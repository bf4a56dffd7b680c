use derive_more::Deref;
use serde::Serialize;

use crate::crumb::Crumb;
use crate::hooks::Hooks;
use crate::host::Id;

/// An ordered breadcrumb trail, from the site root to the current resource.
#[derive(Debug, Default, PartialEq, Eq, Clone, Deref, Serialize)]
pub struct Trail(Vec<Crumb>);

impl Trail {
    /// Returns the index of the active crumb, if any.
    pub fn active_position(&self) -> Option<usize> {
        self.0.iter().rposition(|crumb| crumb.active)
    }

    pub fn into_crumbs(self) -> Vec<Crumb> {
        self.0
    }
}

impl FromIterator<Crumb> for Trail {
    fn from_iter<T: IntoIterator<Item = Crumb>>(iter: T) -> Self {
        Self(iter.into_iter().collect())
    }
}

/// Accumulates crumbs for a single generation pass.
///
/// The builder is threaded by value through the page-kind builder, the ancestor resolver and
/// the pagination step. Crumbs are only ever appended.
pub struct TrailBuilder<'h> {
    crumbs: Vec<Crumb>,
    hooks: &'h Hooks,
}

impl<'h> TrailBuilder<'h> {
    /// Returns a new, empty [`TrailBuilder`].
    pub fn new(hooks: &'h Hooks) -> Self {
        Self {
            crumbs: Vec::new(),
            hooks,
        }
    }

    /// Appends a crumb, passing it through the crumb hook first.
    pub fn crumb(self, name: &str, link: impl Into<String>, active: bool, id: Option<Id>) -> Self {
        self.push(Crumb::new(name, link, active, id))
    }

    pub fn push(mut self, crumb: Crumb) -> Self {
        self.crumbs.push(self.hooks.transform_crumb(crumb));
        self
    }

    /// Clears the `active` flag on the last crumb so that a following crumb can take it over.
    pub fn deactivate_last(mut self) -> Self {
        if let Some(last) = self.crumbs.last_mut() {
            last.active = false;
        }
        self
    }

    pub fn len(&self) -> usize {
        self.crumbs.len()
    }

    pub fn is_empty(&self) -> bool {
        self.crumbs.is_empty()
    }

    pub fn hooks(&self) -> &'h Hooks {
        self.hooks
    }

    pub fn finish(self) -> Trail {
        Trail(self.crumbs)
    }
}

#[cfg(test)]
mod tests {
    use pretty_assertions::assert_eq;

    use super::*;

    #[test]
    fn test_insertion_order_is_display_order() {
        let hooks = Hooks::default();
        let trail = TrailBuilder::new(&hooks)
            .crumb("Media", "/media/", false, Some(1))
            .crumb("Books", "/media/books/", true, Some(2))
            .finish();

        let names = trail.iter().map(|crumb| crumb.name.as_str()).collect::<Vec<_>>();
        assert_eq!(names, vec!["Media", "Books"]);
        assert_eq!(trail.active_position(), Some(1));
    }

    #[test]
    fn test_deactivate_last() {
        let hooks = Hooks::default();
        let builder = TrailBuilder::new(&hooks)
            .crumb("Books", "/books/", true, Some(2))
            .deactivate_last()
            .crumb("Page 2", "", true, None);

        assert_eq!(builder.len(), 2);

        let trail = builder.finish();
        assert_eq!(trail[0].active, false);
        assert_eq!(trail.active_position(), Some(1));
    }

    #[test]
    fn test_deactivate_last_on_empty_builder() {
        let hooks = Hooks::default();
        let builder = TrailBuilder::new(&hooks).deactivate_last();

        assert!(builder.is_empty());
        assert_eq!(builder.finish(), Trail::default());
    }

    #[test]
    fn test_crumb_hook_runs_before_append() {
        let hooks = Hooks::new().on_crumb(|mut crumb| {
            crumb.name = crumb.name.to_uppercase();
            crumb
        });

        let trail = TrailBuilder::new(&hooks)
            .crumb("<i>shoes</i>", "/shoes/", true, Some(9))
            .finish();

        assert_eq!(
            trail.into_crumbs(),
            vec![Crumb {
                name: "SHOES".to_string(),
                link: "/shoes/".to_string(),
                active: true,
                id: Some(9),
            }]
        );
    }
}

--- --- ---

*Problem*.
Once you have read the entries, write them all out again exactly.

*Your solution*.
repository bf4a56dffd7b680c
use derive_more::Deref;
use serde::Serialize;

use crate::crumb::Crumb;
use crate::hooks::Hooks;
use crate::host::Id;

/// An ordered breadcrumb trail, from the site root to the current resource.
#[derive(Debug, Default, PartialEq, Eq, Clone, Deref, Serialize)]
pub struct Trail(Vec<Crumb>);

impl Trail {
    /// Returns the index of the active crumb, if any.
    pub fn active_position(&self) -> Option<usize> {
        self.0.iter().rposition(|crumb| crumb.active)
    }

    pub fn into_crumbs(self) -> Vec<Crumb> {
        self.0
    }
}

impl FromIterator<Crumb> for Trail {
    fn from_iter<T: IntoIterator<Item = Crumb>>(iter: T) -> Self {
        Self(iter.into_iter().collect())
    }
}

/// Accumulates crumbs for a single generation pass.
///
/// The builder is threaded by value through the page-kind builder, the ancestor resolver and
/// the pagination step. Crumbs are only ever appended.
pub struct TrailBuilder<'h> {
    crumbs: Vec<Crumb>,
    hooks: &'h Hooks,
}

impl<'h> TrailBuilder<'h> {
    /// Returns a new, empty [`TrailBuilder`].
    pub fn new(hooks: &'h Hooks) -> Self {
        Self {
            crumbs: Vec::new(),
            hooks,
        }
    }

    /// Appends a crumb, passing it through the crumb hook first.
    pub fn crumb(self, name: &str, link: impl Into<String>, active: bool, id: Option<Id>) -> Self {
        self.push(Crumb::new(name, link, active, id))
    }

    pub fn push(mut self, crumb: Crumb) -> Self {
        self.crumbs.push(self.hooks.transform_crumb(crumb));
        self
    }

    /// Clears the `active` flag on the last crumb so that a following crumb can take it over.
    pub fn deactivate_last(mut self) -> Self {
        if let Some(last) = self.crumbs.last_mut() {
            last.active = false;
        }
        self
    }

    pub fn len(&self) -> usize {
        self.crumbs.len()
    }

    pub fn is_empty(&self) -> bool {
        self.crumbs.is_empty()
    }

    pub fn hooks(&self) -> &'h Hooks {
        self.hooks
    }

    pub fn finish(self) -> Trail {
        Trail(self.crumbs)
    }
}

#[cfg(test)]
mod tests {
    use pretty_assertions::assert_eq;

    use super::*;

    #[test]
    fn test_insertion_order_is_display_order() {
        let hooks = Hooks::default();
        let trail = TrailBuilder::new(&hooks)
            .crumb("Media", "/media/", false, Some(1))
            .crumb("Books", "/media/books/", true, Some(2))
            .finish();

        let names = trail.iter().map(|crumb| crumb.name.as_str()).collect::<Vec<_>>();
        assert_eq!(names, vec!["Media", "Books"]);
        assert_eq!(trail.active_position(), Some(1));
    }

    #[test]
    fn test_deactivate_last() {
        let hooks = Hooks::default();
        let builder = TrailBuilder::new(&hooks)
            .crumb("Books", "/books/", true, Some(2))
            .deactivate_last()
            .crumb("Page 2", "", true, None);

        assert_eq!(builder.len(), 2);

        let trail = builder.finish();
        assert_eq!(trail[0].active, false);
        assert_eq!(trail.active_position(), Some(1));
    }

    #[test]
    fn test_deactivate_last_on_empty_builder() {
        let hooks = Hooks::default();
        let builder = TrailBuilder::new(&hooks).deactivate_last();

        assert!(builder.is_empty());
        assert_eq!(builder.finish(), Trail::default());
    }

    #[test]
    fn test_crumb_hook_runs_before_append() {
        let hooks = Hooks::new().on_crumb(|mut crumb| {
            crumb.name = crumb.name.to_uppercase();
            crumb
        });

        let trail = TrailBuilder::new(&hooks)
            .crumb("<i>shoes</i>", "/shoes/", true, Some(9))
            .finish();

        assert_eq!(
            trail.into_crumbs(),
            vec![Crumb {
                name: "SHOES".to_string(),
                link: "/shoes/".to_string(),
                active: true,
                id: Some(9),
            }]
        );
    }
}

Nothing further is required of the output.